Applegreen gets headroom to weather Covid-19 crisis
But group the facility may not be called on, as it has sufficient cash
Applegreen said it would cut executive director pay by 20 per cent for three months as it sought to reduce costs in the current Covid-19 crisis. Photograph: Cyril Byrne
Forecourt retailer Applegreen has increased its available funding, securing its liquidity for what it says is the likely duration of the Covid-19 crisis.
The company said it had completed a process that converted €52.5 million of the accordion facility in its existing Applegreen banking facilities into its revolving credit facility. That represents an increase to the committed funding available for the remaining term through to October 2023.
But Applegreen said it believed it would not need to call on the additional facilities, saying it have enough cash to make it through the current difficult period, and the extra cash provided it with “headroom”.
“We reiterate our view that we have sufficient cash to get us through this cycle based on a scenario where movement continues to be severely restricted to the end of May with the expectation that restrictions will then ease gradually before normalising in Q4,” Applegreen said in a statement. “ We also expect to have adequate existing cash resources to trade through a downside scenario where the recovery period is more prolonged, to the end of 2021.”

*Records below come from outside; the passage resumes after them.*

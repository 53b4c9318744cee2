//! Help and settings presentation over the registry's capability maps.

pub mod help;
pub mod settings;

pub use help::{
    HelpAction, HelpLayout, HelpPage, MODULE_UNAVAILABLE, PageCursor, module_help_keyboard,
    render_help_page, render_module_help,
};
pub use settings::{
    SettingsAction, render_chat_settings_menu, render_module_settings, render_settings_summary,
    render_user_settings,
};
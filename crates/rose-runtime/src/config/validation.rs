//! Configuration validation utilities.

use std::collections::HashSet;

use super::error::{ConfigError, ConfigResult};
use super::schema::{LOG_LEVELS, LogOutput, LoggingConfig, ModulesConfig, RoseConfig};

/// Validates the entire configuration.
pub fn validate_config(config: &RoseConfig) -> ConfigResult<()> {
    validate_logging(&config.logging)?;
    validate_limits(config)?;
    validate_modules(&config.modules)?;
    Ok(())
}

fn validate_level(level: &str) -> ConfigResult<()> {
    if !LOG_LEVELS.contains(&level.to_lowercase().as_str()) {
        return Err(ConfigError::validation(format!(
            "Invalid log level: {level}. Valid values are: {LOG_LEVELS:?}"
        )));
    }
    Ok(())
}

fn validate_logging(logging: &LoggingConfig) -> ConfigResult<()> {
    validate_level(&logging.level)?;
    for level in logging.filters.values() {
        validate_level(level)?;
    }
    if logging.output == LogOutput::File && logging.file_path.is_none() {
        return Err(ConfigError::missing_field("logging.file_path"));
    }
    Ok(())
}

fn validate_limits(config: &RoseConfig) -> ConfigResult<()> {
    let limits = [
        ("bot.workers", config.bot.workers as u64),
        ("help.page_size", config.help.page_size as u64),
        ("help.columns", config.help.columns as u64),
        ("callbacks.timeout_ms", config.callbacks.timeout_ms),
        ("logging.max_files", config.logging.max_files as u64),
    ];
    for (field, value) in limits {
        if value == 0 {
            return Err(ConfigError::validation(format!(
                "{field} must be greater than 0"
            )));
        }
    }
    Ok(())
}

fn validate_modules(modules: &ModulesConfig) -> ConfigResult<()> {
    if modules
        .load
        .iter()
        .chain(&modules.no_load)
        .any(|name| name.trim().is_empty())
    {
        return Err(ConfigError::validation("Module names cannot be empty"));
    }

    let denied: HashSet<String> = modules.no_load.iter().map(|n| n.to_lowercase()).collect();
    if let Some(name) = modules
        .load
        .iter()
        .find(|n| denied.contains(&n.to_lowercase()))
    {
        return Err(ConfigError::ConflictingModule(name.clone()));
    }
    Ok(())
}
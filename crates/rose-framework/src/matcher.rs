//! Matcher system.
//!
//! A [`Matcher`] groups handlers behind a common check.  Only when the check
//! passes are the handlers executed, in the order they were added.
//!
//! Every matcher belongs to a numeric **group**.  The dispatcher runs groups
//! in ascending order and matchers within a group in registration order.  A
//! matcher marked [`block`](Matcher::block) ends dispatch once it has matched.
//!
//! # Example
//!
//! ```rust,ignore
//! use rose_framework::{Matcher, on_command};
//!
//! // Built from a preset
//! let matcher = on_command("rules").handler(get_rules);
//!
//! // Custom check, runs after the default group and lets nothing through
//! let matcher = Matcher::new()
//!     .check(|ctx| ctx.is_group())
//!     .group(4)
//!     .block(true)
//!     .handler(log_user);
//! ```

use std::future::Future;
use std::sync::Arc;

use tower::BoxError;
use tracing::{debug, error, trace};

use crate::context::UpdateContext;
use crate::handler::{BoxedHandler, call_handler, into_handler};

/// A type-erased check function.
pub type CheckFn = Arc<dyn Fn(&UpdateContext) -> bool + Send + Sync>;

/// Cloned on write by the builder methods.
#[derive(Clone)]
struct MatcherInner {
    check_fn: Option<CheckFn>,
    handlers: Vec<BoxedHandler>,
    block: bool,
    group: i32,
    name: Option<String>,
}

/// A set of handlers guarded by a check.
///
/// `Matcher` keeps its data behind an `Arc`, so clones are cheap.
#[derive(Clone)]
pub struct Matcher {
    inner: Arc<MatcherInner>,
}

impl Default for Matcher {
    fn default() -> Self {
        Self::new()
    }
}

impl Matcher {
    /// Creates an empty matcher in group 0.
    ///
    /// A matcher without a check matches every update.
    pub fn new() -> Self {
        Self {
            inner: Arc::new(MatcherInner {
                check_fn: None,
                handlers: Vec::new(),
                block: false,
                group: 0,
                name: None,
            }),
        }
    }

    fn inner_mut(&mut self) -> &mut MatcherInner {
        Arc::make_mut(&mut self.inner)
    }

    /// Sets a name for logs.
    pub fn name(mut self, name: impl Into<String>) -> Self {
        self.inner_mut().name = Some(name.into());
        self
    }

    /// Replaces the check function.
    pub fn check<F>(mut self, f: F) -> Self
    where
        F: Fn(&UpdateContext) -> bool + Send + Sync + 'static,
    {
        self.inner_mut().check_fn = Some(Arc::new(f));
        self
    }

    /// Adds a condition on top of the current check.
    pub fn filter<F>(mut self, f: F) -> Self
    where
        F: Fn(&UpdateContext) -> bool + Send + Sync + 'static,
    {
        let inner = self.inner_mut();
        let combined: CheckFn = match inner.check_fn.take() {
            Some(prev) => Arc::new(move |ctx| prev(ctx) && f(ctx)),
            None => Arc::new(f),
        };
        inner.check_fn = Some(combined);
        self
    }

    /// Restricts the matcher to private chats.
    pub fn private_only(self) -> Self {
        self.filter(UpdateContext::is_private)
    }

    /// Restricts the matcher to groups and supergroups.
    pub fn group_only(self) -> Self {
        self.filter(UpdateContext::is_group)
    }

    /// Sets whether this matcher ends dispatch after matching.
    pub fn block(mut self, block: bool) -> Self {
        self.inner_mut().block = block;
        self
    }

    /// Sets the dispatch group (lower runs first).
    pub fn group(mut self, group: i32) -> Self {
        self.inner_mut().group = group;
        self
    }

    /// Adds a handler.
    pub fn handler<F, Fut>(mut self, f: F) -> Self
    where
        F: Fn(Arc<UpdateContext>) -> Fut + Clone + Send + Sync + 'static,
        Fut: Future<Output = Result<(), BoxError>> + Send + 'static,
    {
        self.inner_mut().handlers.push(into_handler(f));
        self
    }

    /// Adds a pre-built boxed handler.
    pub fn handler_boxed(mut self, handler: BoxedHandler) -> Self {
        self.inner_mut().handlers.push(handler);
        self
    }

    pub fn matches(&self, ctx: &UpdateContext) -> bool {
        match &self.inner.check_fn {
            Some(f) => f(ctx),
            None => true,
        }
    }

    pub fn is_blocking(&self) -> bool {
        self.inner.block
    }

    pub fn get_group(&self) -> i32 {
        self.inner.group
    }

    pub fn handler_count(&self) -> usize {
        self.inner.handlers.len()
    }

    pub fn get_name(&self) -> Option<&str> {
        self.inner.name.as_deref()
    }

    /// Runs the handlers if the check passes.
    ///
    /// Returns `true` if the check passed.  A failing handler is logged and
    /// the remaining handlers still run, unless propagation was stopped.
    pub async fn execute(&self, ctx: Arc<UpdateContext>) -> bool {
        let name = self.inner.name.as_deref().unwrap_or("unnamed");
        if !self.matches(&ctx) {
            trace!(matcher = name, "Matcher check failed, skipping");
            return false;
        }

        debug!(
            matcher = name,
            handler_count = self.inner.handlers.len(),
            "Matcher check passed, executing handlers"
        );

        for (i, handler) in self.inner.handlers.iter().enumerate() {
            if !ctx.is_propagating() {
                trace!(matcher = name, "Propagation stopped, skipping remaining handlers");
                break;
            }
            if let Err(e) = call_handler(handler, Arc::clone(&ctx)).await {
                error!(matcher = name, handler_index = i, error = %e, "Handler error");
            }
        }

        true
    }
}

impl std::fmt::Debug for Matcher {
    fn fmt(&self, f: &mut std::fmt::Formatter<'_>) -> std::fmt::Result {
        f.debug_struct("Matcher")
            .field("name", &self.inner.name)
            .field("group", &self.inner.group)
            .field("block", &self.inner.block)
            .field("handlers", &self.inner.handlers.len())
            .finish()
    }
}

#[cfg(test)]
mod tests {
    use super::*;
    use crate::command::CommandParser;
    use rose_core::testing::RecordingBot;
    use rose_core::{Chat, ChatId, Message, Update, User, UserId};
    use std::sync::atomic::{AtomicUsize, Ordering};

    fn group_ctx(text: &str) -> Arc<UpdateContext> {
        let msg = Message::new(
            1,
            Chat::group(ChatId(-100), "g"),
            User::new(UserId(7), "Alice"),
            text,
        );
        Arc::new(UpdateContext::new(
            Update::Message(msg),
            RecordingBot::new("rose_bot"),
            &CommandParser::default(),
        ))
    }

    #[test]
    fn test_filter_composes_with_check() {
        let m = Matcher::new().check(|_| true).private_only();
        assert!(!m.matches(&group_ctx("hi")));
        let m = Matcher::new().check(|_| true).group_only();
        assert!(m.matches(&group_ctx("hi")));
    }

    #[tokio::test]
    async fn test_failing_handler_does_not_stop_the_next() {
        let counter = Arc::new(AtomicUsize::new(0));
        let c = Arc::clone(&counter);
        let m = Matcher::new()
            .handler(|_ctx| async { Err::<(), BoxError>("first fails".into()) })
            .handler(move |_ctx| {
                let c = Arc::clone(&c);
                async move {
                    c.fetch_add(1, Ordering::SeqCst);
                    Ok(())
                }
            });

        assert!(m.execute(group_ctx("hi")).await);
        assert_eq!(counter.load(Ordering::SeqCst), 1);
    }

    #[tokio::test]
    async fn test_stop_propagation_skips_remaining_handlers() {
        let counter = Arc::new(AtomicUsize::new(0));
        let c = Arc::clone(&counter);
        let m = Matcher::new()
            .handler(|ctx: Arc<UpdateContext>| async move {
                ctx.stop_propagation();
                Ok(())
            })
            .handler(move |_ctx| {
                let c = Arc::clone(&c);
                async move {
                    c.fetch_add(1, Ordering::SeqCst);
                    Ok(())
                }
            });

        m.execute(group_ctx("hi")).await;
        assert_eq!(counter.load(Ordering::SeqCst), 0);
    }

    #[test]
    fn test_builder_is_copy_on_write() {
        let base = Matcher::new().name("base");
        let derived = base.clone().group(3).block(true);
        assert_eq!(base.get_group(), 0);
        assert!(!base.is_blocking());
        assert_eq!(derived.get_group(), 3);
        assert_eq!(derived.get_name(), Some("base"));
    }
}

The group said Applegreen’s lenders have also agreed to relax or remove covenant conditions for the tests arising in each quarter up to June 2021.
Applegreen said it expected to reach a similar conclusion with lenders of the Welcome Break banking facilities. The group said the UK business had been most heavily impacted by the ongoing pandemic, with the core Applegreen estate in the Republic of Ireland, UK and US is performing ahead of original assumptions at the beginning of the crisis.
In March, the company warned of a decline in profits for its current financial year due to the Covid-19 outbreak. Applegreen temporarily laid off 4,800 employees across Ireland and Britain, and said it was deferring planned capital expenditure and would take additional measures to conserve cash as it sought to deal with the impact of the coronavirus outbreak.
The group said the board had agreed to a 20 per cent cut in executive director salaries from 1st April 2020 for three months, with temporary graduated salary cuts for support staff across the organisation.